Tijdens onze reis heb ik het ook een aantal maal gezegd, ook al is mij dat niet door alle reisgenoten in
dank afgenomen, en ik zeg het nu opnieuw: wie écht liefde heeft voor het Joodse volk – en daar is bij
jou geen twijfel over mogelijk – moet ook tégen haar durven getuigen. Dit deden de profeten ook, in
het bijzonder Jesaja! Dat is niet liefdeloos, verre van dat zelfs, maar wel het moeilijkste wat er is. Er is
goddelijke kracht en goddelijke liefde voor nodig, zonder enige twijfel! Want wie kan prediken met
een hart dat verscheurt dreigt te worden? Wie kan trouw blijven aan de opdracht om Gods Woord te
verkondigen, als hij daardoor alle liefde en vriendschap van mensen verliest? Niemand anders dan
Christus in ons!
Natuurlijk is het ook belangrijk goed te doen en er te zijn voor onze Joodse broeders, die opnieuw
geconfronteerd worden met een groeiend antisemitisme. Je moet het ene doen, maar het andere
niet nalaten. Woord en daad horen samen te gaan. Waarbij we niet moeten vergeten dat Christus
het Woord is. Hij is het ook Die Zijn volk tot jaloersheid wekt, niet wij en niet door onze eigen
woorden en daden.
Henk, ik weet dat je liefde voor Israël oprecht is en waarschijnlijk vele malen groter dan die van mij.
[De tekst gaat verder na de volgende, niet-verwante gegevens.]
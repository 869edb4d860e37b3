//! User table and per-user expense lists
//!
//! This is mechanism only: uniqueness of usernames is the caller's policy.
//! Every mutation is written through the [`BlobStore`] before returning.

use chrono::Utc;
use std::collections::BTreeMap;
use uuid::Uuid;

use crate::constants::{KEY_EXPENSES, KEY_USERS};
use crate::models::{Expense, NewExpense, User};
use crate::store::BlobStore;

/// Username -> expenses, newest first
pub type ExpenseTable = BTreeMap<String, Vec<Expense>>;

pub struct RecordStore {
    blobs: BlobStore,
    seed: User,
    users: Vec<User>,
    expenses: ExpenseTable,
}

impl RecordStore {
    /// Empty store; call [`RecordStore::initialize`] to load persisted data
    ///
    /// `seed` is the account created when no user table exists yet.
    pub fn new(blobs: BlobStore, seed: User) -> Self {
        Self {
            blobs,
            seed,
            users: Vec::new(),
            expenses: ExpenseTable::new(),
        }
    }

    /// Load both tables, seeding the default account on first run
    pub fn initialize(&mut self) {
        match self.blobs.load::<Vec<User>>(KEY_USERS) {
            Some(users) => self.users = users,
            None => {
                tracing::info!("No user table found, seeding {}", self.seed.username);
                self.users = vec![self.seed.clone()];
                self.save_users();
            }
        }

        if let Some(expenses) = self.blobs.load::<ExpenseTable>(KEY_EXPENSES) {
            self.expenses = expenses;
        }

        tracing::info!(
            "Records initialized: {} users, {} expense lists",
            self.users.len(),
            self.expenses.len()
        );
    }

    /// First user with exactly this username
    pub fn find_user(&self, username: &str) -> Option<&User> {
        self.users.iter().find(|u| u.username == username)
    }

    /// Append a user unconditionally
    pub fn create_user(&mut self, user: User) {
        tracing::debug!("Adding user {}", user.username);
        self.users.push(user);
        self.save_users();
    }

    pub fn users(&self) -> &[User] {
        &self.users
    }

    /// Assign an id, prepend to the user's list, and return the stored record
    pub fn add_expense(&mut self, username: &str, expense: NewExpense) -> Expense {
        let stored = expense.into_expense(Uuid::new_v4(), Utc::now());
        self.expenses
            .entry(username.to_string())
            .or_default()
            .insert(0, stored.clone());
        self.save_expenses();
        tracing::debug!("Added expense {} for {}", stored.id, username);
        stored
    }

    /// The user's expenses, newest first; empty when the user has none
    pub fn list_expenses(&self, username: &str) -> &[Expense] {
        self.expenses
            .get(username)
            .map(Vec::as_slice)
            .unwrap_or(&[])
    }

    /// Remove the expense with `id`; true when something was removed
    pub fn delete_expense(&mut self, username: &str, id: Uuid) -> bool {
        let Some(list) = self.expenses.get_mut(username) else {
            return false;
        };
        let before = list.len();
        list.retain(|e| e.id != id);
        if list.len() == before {
            return false;
        }
        self.save_expenses();
        tracing::debug!("Deleted expense {} for {}", id, username);
        true
    }

    pub fn expense_table(&self) -> &ExpenseTable {
        &self.expenses
    }

    /// Drop in-memory state and start over from the store
    pub fn reset(&mut self) {
        self.users.clear();
        self.expenses.clear();
        self.initialize();
    }

    fn save_users(&self) {
        self.blobs.save(KEY_USERS, &self.users);
    }

    fn save_expenses(&self) {
        self.blobs.save(KEY_EXPENSES, &self.expenses);
    }
}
Voor mij ben je een wijze broeder en ik hoop nog veel van je kennis en levenservaring te mogen
leren. Neem het mij dus niet kwalijk dat ik je tegen moet spreken, want ik kan niet anders.
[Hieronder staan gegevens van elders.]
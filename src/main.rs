use expense_ledger::{aggregate, apply, category_totals, open_ledger, Category, Config, FilterSpec};
use tracing_subscriber::{layer::SubscriberExt, util::SubscriberInitExt};

fn main() -> anyhow::Result<()> {
    // Initialize tracing
    tracing_subscriber::registry()
        .with(
            tracing_subscriber::EnvFilter::try_from_default_env()
                .unwrap_or_else(|_| "expense_ledger=info".into()),
        )
        .with(tracing_subscriber::fmt::layer())
        .init();

    tracing::info!("Starting Expense Ledger...");

    // Load configuration
    let config = Config::from_env().map_err(|e| anyhow::anyhow!(e))?;

    tracing::info!(
        "Environment: {}, Storage: {}",
        config.environment,
        config.storage_description()
    );

    let ledger = open_ledger(&config)?;
    tracing::info!("{} registered users", ledger.records().users().len());

    let Some(user) = ledger.current_user() else {
        tracing::info!("No saved session, nothing to summarize");
        return Ok(());
    };

    let expenses = ledger.list_expenses();
    let visible = apply(expenses, &FilterSpec::default());
    let summary = aggregate(&visible);
    tracing::info!(
        "{} ({}): {} expenses, total {:.2}, average {:.2}",
        user,
        ledger.profile_name().unwrap_or_default(),
        summary.count,
        summary.total,
        summary.average
    );

    for (category, total) in category_totals(expenses, &Category::ALL) {
        tracing::info!("  {:<16} {:.2}", category.label(), total);
    }

    Ok(())
}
Alsjeblieft, laat ons ‘om Sions wil’ de Naam van Jezus niet verzwijgen. Hij is het hart van Israël, zonder
Hem is er geen Israël. Ja, ooit zal heel Israël behouden worden en ik zie uit naar die dag. Maar
vandaag dreigen velen Joden te sterven zonder Christus ooit ontmoet te hebben!
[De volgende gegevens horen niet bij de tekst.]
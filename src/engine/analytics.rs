//! Dashboard analytics.
//!
//! Counts come straight from the repositories. Engagement percentages have
//! no backing data yet; they come from an [`EngagementSource`] so a real
//! metrics pipeline can replace the random placeholder without touching
//! callers.

use rand::Rng;

use crate::db::models::{Analytics, CampaignStatus, EngagementRates, LeadStatus};
use crate::db::repos::{campaigns, leads, videos};
use crate::db::DbPool;
use crate::error::AppError;

pub trait EngagementSource: Send + Sync {
    fn rates(&self, user_id: &str) -> EngagementRates;
}

/// Placeholder rates drawn uniformly per read:
/// open 20–60 %, watch 15–45 %, reply 5–20 %.
#[derive(Debug, Default, Clone, Copy)]
pub struct RandomEngagement;

impl EngagementSource for RandomEngagement {
    fn rates(&self, _user_id: &str) -> EngagementRates {
        let mut rng = rand::thread_rng();
        EngagementRates {
            email_open_rate: rng.gen_range(20..=60),
            video_watch_rate: rng.gen_range(15..=45),
            reply_rate: rng.gen_range(5..=20),
        }
    }
}

/// Always reports the same rates. For demos and tests.
#[derive(Debug, Clone, Copy)]
pub struct FixedEngagement(pub EngagementRates);

impl EngagementSource for FixedEngagement {
    fn rates(&self, _user_id: &str) -> EngagementRates {
        self.0
    }
}

fn count(n: usize) -> u32 {
    u32::try_from(n).unwrap_or(u32::MAX)
}

pub fn compute_analytics(
    pool: &DbPool,
    user_id: &str,
    source: &dyn EngagementSource,
) -> Result<Analytics, AppError> {
    let user_leads = leads::get_all_for(pool, user_id)?;
    let user_videos = videos::get_all_for(pool, user_id)?;
    let user_campaigns = campaigns::get_all_for(pool, user_id)?;

    let verified = user_leads.iter().filter(|l| l.status == LeadStatus::Verified).count();
    let running = user_campaigns
        .iter()
        .filter(|c| c.status == CampaignStatus::Running)
        .count();

    // Engagement only makes sense once something has been sent.
    let rates = if user_campaigns.is_empty() {
        EngagementRates::default()
    } else {
        source.rates(user_id)
    };

    Ok(Analytics {
        total_leads: count(user_leads.len()),
        verified_emails: count(verified),
        active_campaigns: count(running),
        videos_generated: count(user_videos.len()),
        email_open_rate: rates.email_open_rate,
        video_watch_rate: rates.video_watch_rate,
        reply_rate: rates.reply_rate,
    })
}
use crate::db::models::{Campaign, CampaignStatus, CampaignUpdate};
use crate::db::repos::collection::{self, Entity, Updatable};
use crate::db::storage_keys;
use crate::db::DbPool;
use crate::error::AppError;

impl Entity for Campaign {
    const KEY: &'static str = storage_keys::CAMPAIGNS;
    const LABEL: &'static str = "Campaign";

    fn id(&self) -> &str {
        &self.id
    }

    fn user_id(&self) -> &str {
        &self.user_id
    }
}

impl Updatable for Campaign {
    type Update = CampaignUpdate;

    fn apply(&mut self, update: CampaignUpdate) {
        if let Some(name) = update.name {
            self.name = name;
        }
        if let Some(video_id) = update.video_id {
            self.video_id = video_id;
        }
        if let Some(status) = update.status {
            self.status = status;
        }
        if let Some(scheduled_at) = update.scheduled_at {
            self.scheduled_at = scheduled_at;
        }
    }
}

pub fn get_all_for(pool: &DbPool, user_id: &str) -> Result<Vec<Campaign>, AppError> {
    collection::all_for(pool, user_id)
}

pub fn count_by_status(pool: &DbPool, user_id: &str, status: CampaignStatus) -> Result<usize, AppError> {
    Ok(get_all_for(pool, user_id)?
        .iter()
        .filter(|c| c.status == status)
        .count())
}

pub fn get_by_id(pool: &DbPool, id: &str) -> Result<Campaign, AppError> {
    collection::get_by_id(pool, id)
}

pub fn get_owned(pool: &DbPool, user_id: &str, id: &str) -> Result<Campaign, AppError> {
    collection::get_owned(pool, user_id, id)
}

pub fn append(pool: &DbPool, campaign: Campaign) -> Result<(), AppError> {
    collection::append(pool, campaign)
}

pub fn update_by_id(pool: &DbPool, id: &str, update: CampaignUpdate) -> Result<bool, AppError> {
    collection::update_by_id::<Campaign>(pool, id, update)
}

pub fn delete_by_id(pool: &DbPool, id: &str) -> Result<bool, AppError> {
    collection::delete_by_id::<Campaign>(pool, id)
}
Vergeet niet, er zijn vele mensen die naar jou luisteren. Jij bent een voorbeeld voor de gelovigen.
Maar als je zegt dat we niet met Joodse mensen moeten spreken over Jezus en Zijn Evangelie dan is
dat naar mijn mening juist een slecht voorbeeld. Daarom ook deze open brief, die ik liever niet had
geschreven.
Henk, laat ons alsjeblieft niet zwijgen!